Who was laughing... I'm serious.


----------



## edX (Jan 19, 2002)

well good, if my old software is good enough for you and anybody else that wants to play with us, then i'm game.  sounds like fun.

thanks mrfluffy for making me not feel like the only design diansaur around here.  

i'd have to use ulrik's signiture line if i bought every update to everything i own.


----------



## RacerX (Jan 19, 2002)

Why have photoshop 6 as a requirement? File format wise I don't think there is that much defference from 5.0 or 5.5 (or 4.0 for that matter). The only thing that requiring 6.0 does is limit the number of people who can join. In fact, if the only thing thing that would rule out pre-3.0 versions is the layers.


----------



## Nummi (Jan 20, 2002)

Does 4.0 to 5.5 support vector?  I do not think it does, cannot remember   I just remember, when I would copy and paste something from Illustrator, I would have to rasterize it.


----------



## Nummi (Jan 20, 2002)

I will play you with Illustrator Mr. Ed Spruiell.  I think I can save to the Illustrator 5.0 format


----------



## RacerX (Jan 20, 2002)

> _Originally posted by Nummi _
> *Does 4.0 to 5.5 support vector?  I do not think it does, cannot remember   I just remember, when I would copy and paste something from Illustrator, I would have to rasterize it. *



So Illustrator is a requirement also? Again, all I see is you making it so less people can join in. As for vector support, I'd have to reload Illustrator on to my system to check. But even fewer people people have both the newest versions of Photoshop and Illustrator than have just the newest version of Photoshop.

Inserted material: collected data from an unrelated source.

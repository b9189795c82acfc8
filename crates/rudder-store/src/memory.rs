//! In-memory implementation of the entity store.
//!
//! Suitable for development and testing. Production deployments back the
//! [`EntityStore`] trait with a persistent engine.

use async_trait::async_trait;
use chrono::Utc;
use dashmap::DashMap;
use rudder_types::{validate, EntityKind, StoredEntity};
use std::sync::atomic::{AtomicU64, Ordering};

use crate::error::{Result, StoreError};
use crate::filter::Filter;
use crate::store::EntityStore;

/// In-memory entity store keyed by `organization/kind/name`.
pub struct InMemoryEntityStore {
    entities: DashMap<String, StoredEntity>,
    // Global revision counter, monotonically increasing across all entities,
    // mirroring a kv store's write index.
    revision: AtomicU64,
}

fn build_key(organization_id: &str, kind: EntityKind, name: &str) -> String {
    format!("{organization_id}/{kind}/{name}")
}

impl InMemoryEntityStore {
    pub fn new() -> Self {
        Self {
            entities: DashMap::new(),
            revision: AtomicU64::new(1),
        }
    }

    fn next_revision(&self) -> u64 {
        self.revision.fetch_add(1, Ordering::SeqCst)
    }
}

impl Default for InMemoryEntityStore {
    fn default() -> Self {
        Self::new()
    }
}

#[async_trait]
impl EntityStore for InMemoryEntityStore {
    async fn add(&self, entity: &mut StoredEntity) -> Result<u64> {
        validate::entity_name(entity.name())?;

        let key = build_key(&entity.base().organization_id, entity.kind(), entity.name());
        if self.entities.contains_key(&key) {
            return Err(StoreError::AlreadyExists {
                kind: entity.kind(),
                name: entity.name().to_string(),
                organization: entity.base().organization_id.clone(),
            });
        }

        let revision = self.next_revision();
        let now = Utc::now();
        {
            let base = entity.base_mut();
            if base.id.is_empty() {
                base.id = uuid::Uuid::new_v4().to_string();
            }
            base.created_time = now;
            base.modified_time = now;
            base.revision = revision;
        }
        self.entities.insert(key, entity.clone());
        Ok(revision)
    }

    async fn update(&self, last_revision: u64, entity: &mut StoredEntity) -> Result<u64> {
        let key = build_key(&entity.base().organization_id, entity.kind(), entity.name());

        let mut stored = self.entities.get_mut(&key).ok_or_else(|| StoreError::NotFound {
            kind: entity.kind(),
            name: entity.name().to_string(),
            organization: entity.base().organization_id.clone(),
        })?;

        let stored_revision = stored.base().revision;
        if stored_revision != last_revision {
            return Err(StoreError::RevisionConflict {
                name: entity.name().to_string(),
                supplied: last_revision,
                stored: stored_revision,
            });
        }

        let revision = self.next_revision();
        {
            let base = entity.base_mut();
            base.revision = revision;
            base.modified_time = Utc::now();
        }
        *stored = entity.clone();
        Ok(revision)
    }

    async fn get(
        &self,
        organization_id: &str,
        kind: EntityKind,
        name: &str,
    ) -> Result<Option<StoredEntity>> {
        let key = build_key(organization_id, kind, name);
        Ok(self.entities.get(&key).map(|e| e.clone()))
    }

    async fn list(
        &self,
        organization_id: &str,
        kind: EntityKind,
        filter: &Filter,
    ) -> Result<Vec<StoredEntity>> {
        Ok(self
            .entities
            .iter()
            .filter(|e| {
                e.kind() == kind
                    && e.base().organization_id == organization_id
                    && filter.matches(e.value())
            })
            .map(|e| e.value().clone())
            .collect())
    }

    async fn list_global(&self, kind: EntityKind, filter: &Filter) -> Result<Vec<StoredEntity>> {
        Ok(self
            .entities
            .iter()
            .filter(|e| e.kind() == kind && filter.matches(e.value()))
            .map(|e| e.value().clone())
            .collect())
    }

    async fn delete(&self, organization_id: &str, kind: EntityKind, name: &str) -> Result<()> {
        let key = build_key(organization_id, kind, name);
        if self.entities.remove(&key).is_none() {
            return Err(StoreError::NotFound {
                kind,
                name: name.to_string(),
                organization: organization_id.to_string(),
            });
        }
        Ok(())
    }
}

#[cfg(test)]
mod tests {
    use super::*;
    use rudder_types::{BaseEntity, Status, Subscription};

    fn subscription(name: &str) -> StoredEntity {
        let mut base = BaseEntity::new("org1", name);
        base.status = Status::Creating;
        StoredEntity::from(Subscription {
            base,
            event_type: "test.topic".to_string(),
            source_type: "test".to_string(),
            function: "fn1".to_string(),
            secrets: vec![],
        })
    }

    #[tokio::test]
    async fn add_assigns_id_and_revision() {
        let store = InMemoryEntityStore::new();
        let mut sub = subscription("sub1");

        let revision = store.add(&mut sub).await.unwrap();
        assert!(revision > 0);
        assert!(!sub.base().id.is_empty());
        assert_eq!(sub.base().revision, revision);
    }

    #[tokio::test]
    async fn add_rejects_duplicate_name() {
        let store = InMemoryEntityStore::new();
        store.add(&mut subscription("sub1")).await.unwrap();

        let err = store.add(&mut subscription("sub1")).await.unwrap_err();
        assert!(err.is_already_exists());
    }

    #[tokio::test]
    async fn add_rejects_invalid_name() {
        let store = InMemoryEntityStore::new();
        assert!(store.add(&mut subscription("bad name")).await.is_err());
    }

    #[tokio::test]
    async fn stale_revision_is_rejected() {
        let store = InMemoryEntityStore::new();
        let mut sub = subscription("sub1");
        let first = store.add(&mut sub).await.unwrap();

        // Writer A advances the revision.
        let mut copy_a = sub.clone();
        store.update(first, &mut copy_a).await.unwrap();

        // Writer B still holds the old revision and must lose.
        let mut copy_b = sub.clone();
        copy_b.base_mut().status = Status::Ready;
        let err = store.update(first, &mut copy_b).await.unwrap_err();
        assert!(matches!(err, StoreError::RevisionConflict { .. }));

        // The stale write did not overwrite the newer one.
        let stored = store
            .get("org1", EntityKind::Subscription, "sub1")
            .await
            .unwrap()
            .unwrap();
        assert_eq!(stored.base().revision, copy_a.base().revision);
        assert_eq!(stored.status(), Status::Creating);
    }

    #[tokio::test]
    async fn update_with_error_records_reason_chain() {
        let store = InMemoryEntityStore::new();
        let mut sub = subscription("sub1");
        store.add(&mut sub).await.unwrap();

        store
            .update_with_error(&mut sub, Some("unable to subscribe"))
            .await;

        let stored = store
            .get("org1", EntityKind::Subscription, "sub1")
            .await
            .unwrap()
            .unwrap();
        assert_eq!(stored.status(), Status::Error);
        assert_eq!(stored.base().reason, vec!["unable to subscribe".to_string()]);
    }

    #[tokio::test]
    async fn update_with_error_persists_success_state() {
        let store = InMemoryEntityStore::new();
        let mut sub = subscription("sub1");
        let before = store.add(&mut sub).await.unwrap();

        sub.base_mut().status = Status::Ready;
        store.update_with_error(&mut sub, None).await;

        let stored = store
            .get("org1", EntityKind::Subscription, "sub1")
            .await
            .unwrap()
            .unwrap();
        assert_eq!(stored.status(), Status::Ready);
        assert!(stored.base().revision > before);
    }

    #[tokio::test]
    async fn list_is_scoped_and_filtered() {
        let store = InMemoryEntityStore::new();
        store.add(&mut subscription("sub1")).await.unwrap();
        store.add(&mut subscription("sub2")).await.unwrap();

        let mut other_org = subscription("sub3");
        other_org.base_mut().organization_id = "org2".to_string();
        store.add(&mut other_org).await.unwrap();

        let listed = store
            .list("org1", EntityKind::Subscription, &Filter::everything())
            .await
            .unwrap();
        assert_eq!(listed.len(), 2);

        let global = store
            .list_global(EntityKind::Subscription, &Filter::everything())
            .await
            .unwrap();
        assert_eq!(global.len(), 3);
    }

    #[tokio::test]
    async fn delete_removes_the_record() {
        let store = InMemoryEntityStore::new();
        store.add(&mut subscription("sub1")).await.unwrap();

        store
            .delete("org1", EntityKind::Subscription, "sub1")
            .await
            .unwrap();
        assert!(store
            .get("org1", EntityKind::Subscription, "sub1")
            .await
            .unwrap()
            .is_none());

        let err = store
            .delete("org1", EntityKind::Subscription, "sub1")
            .await
            .unwrap_err();
        assert!(err.is_not_found());
    }
}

Maybe we should start something like this with TIFFany 3 and Create as a requirement? That would _really_ limit the number of people playing, wouldn't it?


----------



## Nummi (Jan 20, 2002)

did I say you needed Illustrator?  WTF! 
Pshop 6.0 is needed because other versions do not support vector. OK?


----------



## Nummi (Jan 20, 2002)

New rules:

  Only people with Photoshop 8.0 // Illustrator 11 // Hotline 5.0 // Stuffit 13.5 // G7 5 ghz //  14.4 kbps modem // blond hair // blue eyes // can play.


----------



## edX (Jan 20, 2002)

i only have one blue eye. the other is brown.  

racerx, originally i think we were talking about 2 different groups - photoshop and illustrator. i think if there is any way for us to pass it back and forth between these formats that would be even better. and one good way to find this out might be for everyone to submit an original and see who can handle it.

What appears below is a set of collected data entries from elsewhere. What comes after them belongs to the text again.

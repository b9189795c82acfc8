//! The per-kind `EntityHandler` contract and the default resync listing.

use async_trait::async_trait;
use rudder_store::{EntityStore, Filter, FilterCond};
use rudder_types::{EntityKind, Status, StoredEntity};
use std::sync::Arc;
use std::time::Duration;

/// Errors surfaced by entity handlers. They are recorded on the entity and
/// logged; they never take down the worker pool.
pub type HandlerError = Box<dyn std::error::Error + Send + Sync>;

/// Result type for handler operations.
pub type HandlerResult<T = ()> = std::result::Result<T, HandlerError>;

/// Entity operations of a generic controller, implemented once per kind.
#[async_trait]
pub trait EntityHandler: Send + Sync {
    /// Entity kind this handler reconciles; used to filter the change stream.
    fn kind(&self) -> EntityKind;

    /// Drives a new entity to its desired state. Must be idempotent: running
    /// twice for the same entity content must not create duplicate external
    /// resources. Writes the entity back (success or error state) before
    /// returning.
    async fn add(&self, entity: StoredEntity) -> HandlerResult;

    async fn update(&self, entity: StoredEntity) -> HandlerResult;

    /// Tears down the external resource, then hard-deletes the store record.
    /// If teardown fails the record stays so the next resync retries;
    /// deletion is never silently lost.
    async fn delete(&self, entity: StoredEntity) -> HandlerResult;

    /// Periodic full-listing pass scoped to one organization. Returns the
    /// entities that still need to be driven.
    async fn sync(
        &self,
        organization_id: &str,
        resync_period: Duration,
    ) -> HandlerResult<Vec<StoredEntity>>;

    /// Terminal error-state hook. Logs only; reserved for future alerting.
    async fn on_error(&self, entity: StoredEntity) -> HandlerResult;
}

/// Resync filter matching entities modified before the resync window that are
/// still in a non-terminal status (including `Error`, so failed entities are
/// retried every period).
pub fn default_sync_filter(resync_period: Duration) -> Filter {
    let cutoff = chrono::Utc::now()
        - chrono::Duration::from_std(resync_period).unwrap_or_else(|_| chrono::Duration::zero());
    Filter::everything()
        .add(FilterCond::ModifiedBefore(cutoff))
        .add(FilterCond::StatusIn(vec![
            Status::Creating,
            Status::Updating,
            Status::Deleting,
            Status::Missing,
            Status::Error,
        ]))
}

/// Standard `sync` implementation: list entities of one kind that still need
/// processing. Handlers with different drift criteria supply their own filter.
pub async fn default_sync(
    store: &Arc<dyn EntityStore>,
    kind: EntityKind,
    organization_id: &str,
    resync_period: Duration,
    filter: Option<Filter>,
) -> HandlerResult<Vec<StoredEntity>> {
    let filter = filter.unwrap_or_else(|| default_sync_filter(resync_period));
    Ok(store.list(organization_id, kind, &filter).await?)
}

I know the biggest drawback to my version of illustrator is the limited number of translators it has. I have always had to copy as pict to move to anything else.

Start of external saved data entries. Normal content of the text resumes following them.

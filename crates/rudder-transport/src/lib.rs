//! Event transport boundary for the rudder control plane.
//!
//! The wire protocols (Kafka, RabbitMQ) live outside this workspace; this
//! crate fixes the pub/sub contract the control plane consumes and provides
//! an in-memory transport for development and testing.

#![deny(unsafe_code)]

pub mod memory;
pub mod transport;

pub use memory::InMemoryTransport;
pub use transport::{
    ActiveSubscription, EventHandler, EventTransport, Result, TransportError, TransportKind,
};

really, i have one blue eye and one brown eye.


----------



## RacerX (Jan 20, 2002)

> _ posted by the young Nummi_
> *did I say you needed Illustrator? WTF!
> Pshop 6.0 is needed because other versions do not support vector. OK?*



Little defensive there aren't you? Your use of _WTF_ is especially impressive (does your mother know you type such things with those hands?). You implied that the need of Photoshop 6 was for the import of vector based graphics from Illustrator, which would also implied an unspoken requirement of Illustrator.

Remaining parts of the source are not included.